In the mid-eighties to the late nineties, I was a frequent visitor to the Rutam House which houses The Guardian publications. Then, Dr Madunagu was the Editorial Page Editor and later Chairman of the powerful Editorial Board of the Newspaper. I saw all through how the boss, Eddie Madanagu, mixed freely with both senior and junior staff members of staff. He maintained, literally, an open door policy which allowed even the most junior staff members of the massive organisation free access to him. He was a father figure, shorn of the ‘majesty’ of the father or the ‘imperialness’ of the fabled godfather, to whom the low and ordinary staff members came in all of their existentialist challenges. Madunagu put on no air, never for once exhibiting any of the ‘excellencies’ of the high office he occupied.
Madunagu’s official residence in the high-brow Opebi area of Ikeja was thrown open to us his young comrades who in our lowly socio-economic positions then wouldn’t have had access to such privileged abode of the upper-middle class. Madunagu is kind, generous, accommodating and self-effacing. He dissolves himself into the lowly social matrix of those he leads. He is such an inspirational leader in whom there is no guile, judgmentalism and moral superciliousness.

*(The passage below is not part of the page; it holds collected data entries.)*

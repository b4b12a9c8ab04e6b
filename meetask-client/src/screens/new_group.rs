/// Group creation screen
///
/// A name-only form. Validation failures and server rejections both keep
/// the typed name and re-enable the form; success hands back the new
/// board route to navigate to.
use meetask_shared::models::group::{CreateGroup, Group};

use crate::error::{ClientError, ClientResult};
use crate::routes::Route;
use crate::store::Store;

/// Controller for the "new group" form
pub struct NewGroupScreen {
    store: Store,
    name: String,
    submitting: bool,
    error: Option<ClientError>,
}

impl NewGroupScreen {
    pub fn new(store: Store) -> Self {
        NewGroupScreen {
            store,
            name: String::new(),
            submitting: false,
            error: None,
        }
    }

    /// Current form value
    pub fn name(&self) -> &str {
        &self.name
    }

    /// Updates the form value and clears any stale error
    pub fn set_name(&mut self, name: impl Into<String>) {
        self.name = name.into();
        self.error = None;
    }

    /// Whether the submit button is enabled
    pub fn can_submit(&self) -> bool {
        !self.submitting
    }

    /// The last submission error, if any
    pub fn error(&self) -> Option<&ClientError> {
        self.error.as_ref()
    }

    /// Creates the group
    ///
    /// Returns the board route of the new group on success. On failure
    /// the form stays populated and re-enabled, with the error exposed
    /// via `error()`.
    pub async fn submit(&mut self) -> ClientResult<(Group, Route)> {
        if self.submitting {
            return Err(ClientError::Busy);
        }
        self.submitting = true;

        let payload = CreateGroup {
            name: self.name.clone(),
        };
        let result = self.store.create_group(&payload).await;
        self.submitting = false;

        match result {
            Ok(group) => {
                self.error = None;
                let route = Route::Group(group.id);
                Ok((group, route))
            }
            Err(err) => {
                self.error = Some(err.clone());
                Err(err)
            }
        }
    }
}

I’ve had challenges with comrades who wrote off those of us who took up government appointments or stood for elections here in Nigeria. Rather than the preemptory condemnation and hostility of such ideological ‘purists’ who would perhaps more clearly qualify as ideological ‘nihilists’, Madunagu had a listening ear, an understanding heart, and a fatherly counseling disposition. While Madunagu does not compromise on principles and fundamentals, he nevertheless has a big heart that accommodates all. With him, we do not get just a commitment to socialist doctrines, but the more important realisation that such doctrines, because they are informed by the need for the emergence of a humane society where every human being would have the chance of a meaningful life, should be based on a humane level of interaction with others. For him, socialism is not shorn of moralism, but is indeed based on and energized by it. And this is why it is consistent to find Madunagu treating all with respect and humane considerations even while holding aloft his socialist banner. Which explains why his circle of friends encompasses all strata of the socio-economic and political divides.
In Madunagu is a bold statement written that ideological purity doesn’t have to induce social insularity and isolationism. Any wonder then that this inspirational leader of the oppressed, the conscientious and the radical is respected across a broad spectrum of the Nigerian social formation, including those who fiercely disagree with with him ideologically and politically.
While joining the multitude of his followers and comrades in wishing this great leader a hearty birthday, I wish, with due respect to many of our older comrades and my contemporaries in the mass movement, to commend to us all the exemplary life of this icon of the popular struggle, Dr Edwin Ikechukwu Madunagu. Happy birthday Sir.
––Kawonise, former Ogun state Commissioner for Information, is the Publisher/Editor-in-Chief of NewsScroll newspaper.